Palabras en la misa del primer mes
Andrés Rafael Pietri Caldera
Han querido sus hijos que fuera yo, el mayor de los nietos de Rafael Caldera, quien agradeciera en nombre de nuestra familia su presencia aquí esta tarde.
Caldera, mi abuelo (así quiso que lo llamáramos sus nietos: «Caldera»), fue un hombre –si se puede decir sin redundancia- de profunda humanidad. Los que lo hemos conocido en la intimidad recordamos los innumerables detalles que era capaz de tener con cada uno de nosotros, la generosidad de su alma y la profundidad de sus afectos. Por eso, además de la historia común, compartida, cada uno tiene su historia personal con él.
De mí puedo decir que Caldera fue mucho más que el abuelo al que visitas los domingos. Él participó activamente en mi formación y desarrollo, fue una de las figuras paternas que la Providencia quiso que tuviera. He sido afortunado por tener más de un padre. Recuerdo cuando de niño, en Kavanayén, lo ayudaba a entregar juguetes y machetes el día de la repartición, cuando jugábamos bolas criollas, cuando íbamos al Aponguao… En el tiempo de mi adolescencia, me invitaba en forma regular a compartir el almuerzo, para conversar de mis estudios y de esas dificultades normales que el crecimiento trae consigo. Fui de viaje con él en más de una ocasión. Con él visité por primera vez Europa y con él conocí una de sus ciudades favoritas, Nueva York. Gracias a él tuve la fortuna de conocer a varias de las personas que hicieron historia en el siglo pasado, fundamentalmente en nuestro subcontinente. Tuve el privilegio de conocer en su compañía al Santo Papa Juan Pablo II en Roma, y de ser testigo de la muy especial amistad que los unió.
Si algo llamaba la atención en él era su esfuerzo de rectitud al decidir, lo grande y público o lo pequeño y familiar. Sopesaba los diversos aspectos de cada cuestión, para no dejarse llevar por las apariencias ni por caprichos. La Justicia era lo que debía prevalecer, sin que importara si le gustaba o no la solución al asunto. Puedo dar fe de que siempre supo aceptar y reconocer cuando otros tenían la razón, pues específicamente en dos episodios de mi vida, que no corresponde aquí relatar, fui testigo de ello. Como cualquiera, era capaz de ponerse bravo, muy bravo, aunque lo normal era su serenidad, la cual se esforzaba en conservar incluso en las situaciones más difíciles.
Lo recuerdo, quisiera recordarlo siempre como un luchador, según dijo de sí mismo. Nos dio un gran ejemplo de lucha, no sólo porque era capaz de emprender lo que consideraba importante aun sin tener muchos recursos, sino porque fue capaz de levantarse después de cada derrota sufrida.
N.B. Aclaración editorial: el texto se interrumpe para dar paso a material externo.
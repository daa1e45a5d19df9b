// Host-side tests for style tables and small text helpers.

use folio_core::constants::REVEAL_CLASS;
use folio_core::{
    reveal_stylesheet, skill_width, stamp_year, CardElevation, MenuState, NavbarStyle,
};

fn prop(set: &[(&str, &str)], name: &str) -> Option<String> {
    set.iter()
        .find(|(n, _)| *n == name)
        .map(|(_, v)| v.to_string())
}

#[test]
fn navbar_compacts_strictly_above_threshold() {
    assert_eq!(NavbarStyle::for_scroll(0.0), NavbarStyle::Default);
    assert_eq!(NavbarStyle::for_scroll(100.0), NavbarStyle::Default);
    assert_eq!(NavbarStyle::for_scroll(100.5), NavbarStyle::Compact);
    assert_eq!(NavbarStyle::for_scroll(2000.0), NavbarStyle::Compact);
}

#[test]
fn navbar_scrolling_back_restores_default() {
    let down = NavbarStyle::for_scroll(250.0).properties();
    assert_eq!(prop(down, "padding").as_deref(), Some("15px 0"));
    assert_eq!(
        prop(down, "box-shadow").as_deref(),
        Some("0 5px 20px rgba(0, 0, 0, 0.1)")
    );

    let up = NavbarStyle::for_scroll(40.0).properties();
    assert_eq!(prop(up, "padding").as_deref(), Some("20px 0"));
    assert_eq!(prop(up, "box-shadow").as_deref(), Some("none"));
}

#[test]
fn card_elevation_swaps_transform_and_shadow() {
    let raised = CardElevation::Raised.properties();
    let resting = CardElevation::Resting.properties();
    assert_eq!(prop(raised, "transform").as_deref(), Some("translateY(-10px)"));
    assert_eq!(prop(resting, "transform").as_deref(), Some("translateY(0)"));
    assert_eq!(
        prop(raised, "box-shadow").as_deref(),
        Some("0 20px 25px -5px rgba(0, 0, 0, 0.3)")
    );
    assert_eq!(
        prop(resting, "box-shadow").as_deref(),
        Some("0 10px 15px -3px rgba(0, 0, 0, 0.3)")
    );
}

#[test]
fn skill_width_parses_and_clamps() {
    assert_eq!(skill_width("85").as_deref(), Some("85%"));
    assert_eq!(skill_width(" 62.5 ").as_deref(), Some("62.5%"));
    assert_eq!(skill_width("140").as_deref(), Some("100%"));
    assert_eq!(skill_width("-3").as_deref(), Some("0%"));
}

#[test]
fn skill_width_rejects_non_numbers() {
    assert_eq!(skill_width(""), None);
    assert_eq!(skill_width("ninety"), None);
    assert_eq!(skill_width("NaN"), None);
    assert_eq!(skill_width("inf"), None);
}

#[test]
fn stamp_year_replaces_first_placeholder_only() {
    assert_eq!(
        stamp_year("© 2023 Jane Doe", "2023", 2026),
        "© 2026 Jane Doe"
    );
    assert_eq!(stamp_year("2023-2023", "2023", 2030), "2030-2023");
    assert_eq!(stamp_year("All rights reserved", "2023", 2030), "All rights reserved");
}

#[test]
fn reveal_stylesheet_staggers_each_group() {
    let css = reveal_stylesheet(REVEAL_CLASS);
    assert!(css.contains(".animated {"));
    assert!(css.contains("animation: fadeInUp 0.8s ease forwards;"));
    assert!(css.contains("@keyframes fadeInUp"));
    assert!(css.contains(".timeline-item:nth-child(3).animated { animation-delay: 0.5s; }"));
    assert!(css.contains(".project-card:nth-child(2).animated { animation-delay: 0.3s; }"));
    assert!(css.contains(".testimonial-card:nth-child(1).animated { animation-delay: 0.1s; }"));
    assert!(css.contains(".stat-card:nth-child(4).animated { animation-delay: 0.4s; }"));
    assert!(!css.contains(".stat-card:nth-child(5)"));
}

#[test]
fn menu_toggle_opens_and_closes() {
    let menu = MenuState::default();
    assert!(!menu.open);
    let opened = menu.toggled();
    assert!(opened.open);
    assert!(!opened.toggled().open);
}

#[test]
fn following_a_nav_link_closes_the_menu() {
    let opened = MenuState::default().toggled();
    assert_eq!(opened.closed(), MenuState::default());
    // Closing an already closed menu leaves it closed.
    assert!(!MenuState::default().closed().open);
}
Allí estaba, al poco tiempo, al día siguiente incluso, de nuevo en su actividad ordinaria, dispuesto para un nuevo combate.
En su larga enfermedad, como en su vida, fue también un luchador, a sabiendas de que ese combate no lo podría ganar. Le tocó ver cómo poco a poco perdía su capacidad de moverse, de leer, de hablar. Al principio se resistía a usar un bastón o la andadera. Luego comprendió la magnitud de aquello a lo cual se enfrentaba y cómo su victoria tenía que ser otra. Fue una victoria de la resignación, de la paciencia, de la enfermedad soportada de una manera ejemplar. Un tiempo en el cual se reafirmó su fe y su esperanza, su cariño a toda la familia. Un tiempo en el cual tuvo la satisfacción de ver cómo amigos que después lo adversaron vinieron a visitarlo para reconciliarse con él. Y pudo recibir la comunión cada domingo, hasta el final.
Quisiera, pues, dar las gracias, a Monseñor Ítalo Altimari, que ha celebrado la misa. A la Asociación de Música Sacra «Santa Capilla», regalo de la familia de Enrique Bustamante Luciani. Y a todos los que han querido venir, de Caracas y de fuera de Caracas, para rezar por el eterno descanso de su alma, hoy cuando se cumple un mes de su partida y, por coincidencia, es el día de su cumpleaños.